Sekitar sebulan lalu, tokoh Papua Freddy Numberi menyatakan bahwa bendera bintang kejora yang dikibarkan para demonstran di depan Istana Negara pada 29 Agustus 2019 adalah bendera kebudayaan Papua. Dan beberapa pihak yang mengerti kebudayaan Papua ikut mengamini. Hal ini cukup bisa diperdebatkan mengenai eksistensi bendera bintang kejora yang menurut perkembangan sejarah dan politiknya merupakan representasi Organisasi Papua Merdeka.
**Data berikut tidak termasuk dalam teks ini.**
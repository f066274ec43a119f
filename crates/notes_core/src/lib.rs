//! Local-data core of the notes application.
//! Owns value conversion, persistence and sync encoding for notes.

pub mod config;
pub mod convert;
pub mod db;
pub mod logging;
pub mod model;
pub mod repo;
pub mod sync;

pub use config::CoreConfig;
pub use convert::{
    decode_code, encode_code, format_timestamp, parse_timestamp, ConvertError, ConvertResult,
    PrimitiveKind, StoredCode, Timestamp, WireDescriptor,
};
pub use logging::{default_log_level, init_logging, logging_status, LoggingError};
pub use model::note::{Note, NoteId, NoteStatus, NoteType, NoteValidationError};
pub use model::pinned_status::PinnedStatus;
pub use repo::note_repo::{
    NoteListQuery, NoteRepository, RepoError, RepoResult, SqliteNoteRepository,
};
pub use sync::{decode_notes, encode_notes, export_notes, import_notes, SyncError};

/// Minimal health-check API for host integration.
pub fn ping() -> &'static str {
    "pong"
}

/// Returns the core crate version.
pub fn core_version() -> &'static str {
    env!("CARGO_PKG_VERSION")
}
Presiden Abdurrahman Wahid pernah menjadikan bendera ini sebagai bendera 'umbul-umbul' dan tinggi bendera bintang kejora tak boleh lebih tinggi dari bendera merah putih.
'Umbul-umbul' atau bendera kebudayaan sebenarnya cukup banyak di Indonesia. Bendera kerajaan atau kesultanan yang ada di Indonesia statusnya adalah bendera kebudayaan yang tingginya tak bisa lebih tinggi dari bendera merah putih seperti bendera Kesultanan Tidore, Makassar, Buton, dan Bone. Begitu juga dengan bendera suku Bajo yang mempunyai Ula-Ula Sama.
Keberadaan bendera-bendera tersebut dianggap bukan bendera seperatis selama tidak pernah menyatakan sebagai gerekan kemerdekaan dari Negara Kesatuan Republik Indonesia.
Bendera merupakan representasi dari identitas masyarakat atau organisasi. Merah putih adalah representasi masyarakat Nusantara sejak ribuan tahun lalu dengan konsep getah-getihnya.
Berbeda dengan kerajaan besar, banyak kerajaan kecil di Nusantara yang awalnya tak memiliki bendera yang spesifik namun pengaruh dari berbagai lini membentuk bendera-bendera yang motif berbeda-beda.
Walaupun begitu, motif merah putih menjadi motif utama bagi sebagain besar kerajaan di Nusantara dan kesakralan bendera merah putih bisa dibaca di masa perjuangan kemerdekaan Indonesia di mana banyak orang yang rela tewas demi mempertahankan merah putih berkibar.
Posisi bendera merah putih menjadi bendera nasional Indonesia dan semua bendera lain kedudukannya harus di bawah bendera ini. Hal inilah yang membuat bendera apapun harus di bawah bendera sang saka.
Penyebutan bendera oleh beberapa pihak dirasa beraroma seperatis sehingga banyak yang lebih suka penyebutan pataka atau umbul-umbul untuk menurunkan statusnya sebagai simbol dari organisasi atau kebudayaan. Masyarakat Bajo sebagai masyarakat yang hidup di laut dan pesisir pantai di sebagian wilayah di lautan di Indonesia Timur mempunyai ula-ula sama yang sering disalah artikan sebagai bendera.
Sebutan bendera Bajo dimunculkan oleh antropolog Prancis, Francis Zacot yang melakukan penelitian di kampung Bajo Torosiaje di Gorontalo puluhan tahun lalu dan dianggap salah besar oleh banyak kepala adat Bajo karena masalah penerjemahan dari bahasa Bajo ke Prancis dan Prancis ke Indonesia. Panji kabasaranta Sama atau Panji Kebesaran Bajau merupakan nama yang benar menurut para kepala adat Bajo.
Selama ini masyarakat Bajo membuat ulu-ulu sama yang berdasarkan interpretasi mereka terhadap umbul-umbul orang Bajo yang diyakini ada di zaman dahulu. Berbeda dari masyarakat yang ada di Nusantara, masyarakat Bajo menyebut diri mereka sebagai orang Sama yang berarti orang bebas dan tak punya kekuatan politik kerajaan di masa lalu.